I think there is more to it than this. Masson's account is only too
*plausible* -- as long as one accepts the oft-repeated traditional story of
the episode, taken as historical fact for most of the twentieth century.
(And if you are unaware -- and how could readers know? -- of  serious
historical distortions in Masson's *The Assault on Truth: Freud's
Suppression of the Seduction Theory*, an account tendentiously fashioned to
be consistent with his thesis once he had alighted on it.) Ironically,
Masson's supposed exposure of Freud's alleged dishonest cover-up is
dependent on a blind acceptance of Freud's final retrospective account of
the episode, the one in which he says that most of his female patients at
the time *told* him that they had been sexually abused by their *fathers*
in early childhood, a story contradicted by the original 1896 papers in
relation to both words I've emphasized. 

Incidentally, in the late 1980s several Freud scholars arrived at similar
conclusions about the seduction theory episode to those of Cioffi in 1974,
including Han Israels, Max Scharnberg and J.G. Schimek.

Chris wrote:
> This sort of thing is hardly restricted to Freud. The JB Watson 
> sex research story goes around and around as well.

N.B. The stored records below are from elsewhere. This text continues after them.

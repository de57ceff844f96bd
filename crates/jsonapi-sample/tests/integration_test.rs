use jsonapi_model::{Model, ModelError, ModelEvent, SaveOptions, SyncMethod};
use jsonapi_sample::lifecycle::LibrarySystem;
use jsonapi_sample::model::{book_schema, ChapterSeed};
use serde_json::json;
use std::sync::Arc;

fn tempest_payload() -> serde_json::Value {
    json!({
        "data": {
            "type": "book",
            "attributes": {
                "title": "The Tempest",
                "length": 123,
                "audience": "general",
                "author": {
                    "id": "person_9",
                    "type": "person",
                    "attributes": {"name": "Bill Shakespeare"}
                }
            }
        }
    })
}

/// Full end-to-end flow against the real server task: create, patch,
/// fetch, destroy.
#[tokio::test]
async fn full_catalogue_flow() {
    let system = LibrarySystem::start();

    let mut book = Model::from_payload(book_schema(), Some(&tempest_payload()))
        .expect("payload parses")
        .with_transport(Arc::new(system.transport.clone()));
    let mut events = book.subscribe();

    assert!(book.is_new());
    assert_eq!(
        book.derived("byline"),
        Some(json!("The Tempest by Bill Shakespeare"))
    );

    // Create: the server assigns an identity
    let outcome = book.save(None, SaveOptions::default()).await.unwrap();
    assert_eq!(outcome.method, SyncMethod::Create);
    assert_eq!(book.id(), Some(&json!("book_1")));
    assert!(!book.is_new());

    // Patch: only the named attribute travels
    book.save_key(
        "length",
        json!(130),
        SaveOptions {
            patch: true,
            ..SaveOptions::default()
        },
    )
    .await
    .unwrap();

    // Fetch: the patched value comes back from the store
    book.fetch().await.unwrap();
    assert_eq!(book.raw("length"), Some(&json!(130)));
    assert_eq!(book.raw("title"), Some(&json!("The Tempest")));

    // Chapters fill from a collection document of typed seeds
    let chapters_doc = json!({
        "data": [
            ChapterSeed { title: "One".to_string(), number: 1 }.to_resource("c1"),
            ChapterSeed { title: "Two".to_string(), number: 2 }.to_resource("c2"),
        ]
    });
    book.collection_mut("chapters")
        .unwrap()
        .reset(Some(&chapters_doc))
        .unwrap();
    assert_eq!(book.collection("chapters").unwrap().len(), 2);

    // The author child survived every round-trip
    let author = book.child("author").unwrap();
    assert_eq!(author.raw("name"), Some(&json!("Bill Shakespeare")));

    // Destroy: the resource is gone afterwards
    book.destroy().await.unwrap();
    let result = book.fetch().await;
    assert!(matches!(result, Err(ModelError::Transport(_))));

    let seen: Vec<_> = std::iter::from_fn(|| events.try_recv().ok()).collect();
    assert!(seen.contains(&ModelEvent::Sync {
        method: SyncMethod::Create
    }));
    assert!(seen.contains(&ModelEvent::Sync {
        method: SyncMethod::Patch
    }));
    assert!(seen.contains(&ModelEvent::Destroy));
    assert!(seen
        .iter()
        .any(|event| matches!(event, ModelEvent::Error { .. })));

    drop(book);
    system.shutdown().await;
}

/// Two creates get distinct server-assigned identities.
#[tokio::test]
async fn the_server_assigns_sequential_identities() {
    let system = LibrarySystem::start();

    let mut first = Model::from_payload(book_schema(), Some(&tempest_payload()))
        .unwrap()
        .with_transport(Arc::new(system.transport.clone()));
    let mut second = Model::from_payload(book_schema(), Some(&tempest_payload()))
        .unwrap()
        .with_transport(Arc::new(system.transport.clone()));

    first.save(None, SaveOptions::default()).await.unwrap();
    second.save(None, SaveOptions::default()).await.unwrap();

    assert_eq!(first.id(), Some(&json!("book_1")));
    assert_eq!(second.id(), Some(&json!("book_2")));

    drop(first);
    drop(second);
    system.shutdown().await;
}

/// Reading a resource the server never stored surfaces as a transport
/// rejection, re-emitted as an error event.
#[tokio::test]
async fn fetching_an_unknown_resource_is_rejected() {
    let system = LibrarySystem::start();

    let mut ghost = Model::from_payload(
        book_schema(),
        Some(&json!({
            "data": {"id": "book_404", "type": "book", "attributes": {"title": "Missing"}}
        })),
    )
    .unwrap()
    .with_transport(Arc::new(system.transport.clone()));
    let mut events = ghost.subscribe();

    let result = ghost.fetch().await;
    assert!(matches!(result, Err(ModelError::Transport(_))));
    assert!(matches!(
        events.try_recv().unwrap(),
        ModelEvent::Error { .. }
    ));

    drop(ghost);
    system.shutdown().await;
}
//! # Mapping-Layer Errors
//!
//! This module defines the common error types used throughout the mapping
//! layer. By centralizing error definitions, we ensure consistent error
//! handling across models, collections, and transports.

/// Errors surfaced by model operations (parse, save, fetch, destroy).
#[derive(Debug, thiserror::Error)]
pub enum ModelError {
    /// The validation hook rejected the proposed attributes before any
    /// network call was made.
    #[error("Validation rejected attributes")]
    ValidationFailed,
    /// A payload passed the document guard but did not have the shape of
    /// a JSON:API resource.
    #[error("Malformed payload: {0}")]
    MalformedPayload(String),
    /// The model has no transport to dispatch persistence calls through.
    #[error("No transport configured")]
    NoTransport,
    #[error("Transport error: {0}")]
    Transport(#[from] TransportError),
}

/// Errors that can occur at the transport seam.
#[derive(Debug, Clone, thiserror::Error)]
pub enum TransportError {
    #[error("Transport closed")]
    Closed,
    #[error("Transport dropped response channel")]
    Dropped,
    #[error("Request rejected: {0}")]
    Rejected(String),
}
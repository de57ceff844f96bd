//! # Collections
//!
//! An ordered, parent-owned list of models sharing one member schema.
//! Collection documents arrive as `{"data": [resource, ...]}`; each member
//! resource is parsed through the same adapter a standalone model uses,
//! which is why the adapter accepts bare resources without an envelope.

use crate::error::ModelError;
use crate::model::Model;
use crate::schema::Schema;
use serde_json::Value;
use std::sync::Arc;

/// Ordered collection of models built from one member schema.
pub struct Collection {
    member_schema: Arc<Schema>,
    models: Vec<Model>,
}

impl Collection {
    pub(crate) fn new(member_schema: Arc<Schema>) -> Self {
        Self {
            member_schema,
            models: Vec::new(),
        }
    }

    pub fn member_schema(&self) -> &Arc<Schema> {
        &self.member_schema
    }

    pub fn len(&self) -> usize {
        self.models.len()
    }

    pub fn is_empty(&self) -> bool {
        self.models.is_empty()
    }

    pub fn get(&self, index: usize) -> Option<&Model> {
        self.models.get(index)
    }

    pub fn iter(&self) -> impl Iterator<Item = &Model> {
        self.models.iter()
    }

    /// Appends an already-built member.
    pub fn add(&mut self, model: Model) {
        self.models.push(model);
    }

    /// Replaces the members with those parsed from a collection payload.
    ///
    /// Accepts a `{"data": [..]}` document or a bare resource array; an
    /// absent payload or one without members just empties the collection.
    /// Returns the new member count.
    pub fn reset(&mut self, payload: Option<&Value>) -> Result<usize, ModelError> {
        self.models.clear();
        let resources = match payload {
            Some(Value::Array(items)) => items,
            Some(Value::Object(document)) => match document.get("data") {
                Some(Value::Array(items)) => items,
                Some(Value::Null) | None => return Ok(0),
                Some(_) => {
                    return Err(ModelError::MalformedPayload(
                        "collection `data` is not an array".to_string(),
                    ))
                }
            },
            _ => return Ok(0),
        };
        for resource in resources {
            self.models
                .push(Model::from_payload(self.member_schema.clone(), Some(resource))?);
        }
        Ok(self.models.len())
    }
}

True - but the recasting of Freud's dubious seduction theory claims that
started in the late 1970s, made popular by Masson's supposed 'scholarship',
had wider effects; it played a significant role in buttressing the ideas of
the "recovered memory" movement that wrought havoc on many people's lives
both in the States and the UK. In addition, the sheer amount of dubious
items one can cite in relation to Freud puts his case in a class well
beyond that of the Watson episode.

References:

Cioffi, F. (1998 [1974]). "Was Freud a liar?", in *Freud and the Question
of Pseudoscience* (Chicago and La Salle: Open Court), pp. 199-204.
Esterson, A. (1993).  *Seductive mirage: An exploration of the work of
Sigmund Freud*. (Chicago and La Salle: Open Court).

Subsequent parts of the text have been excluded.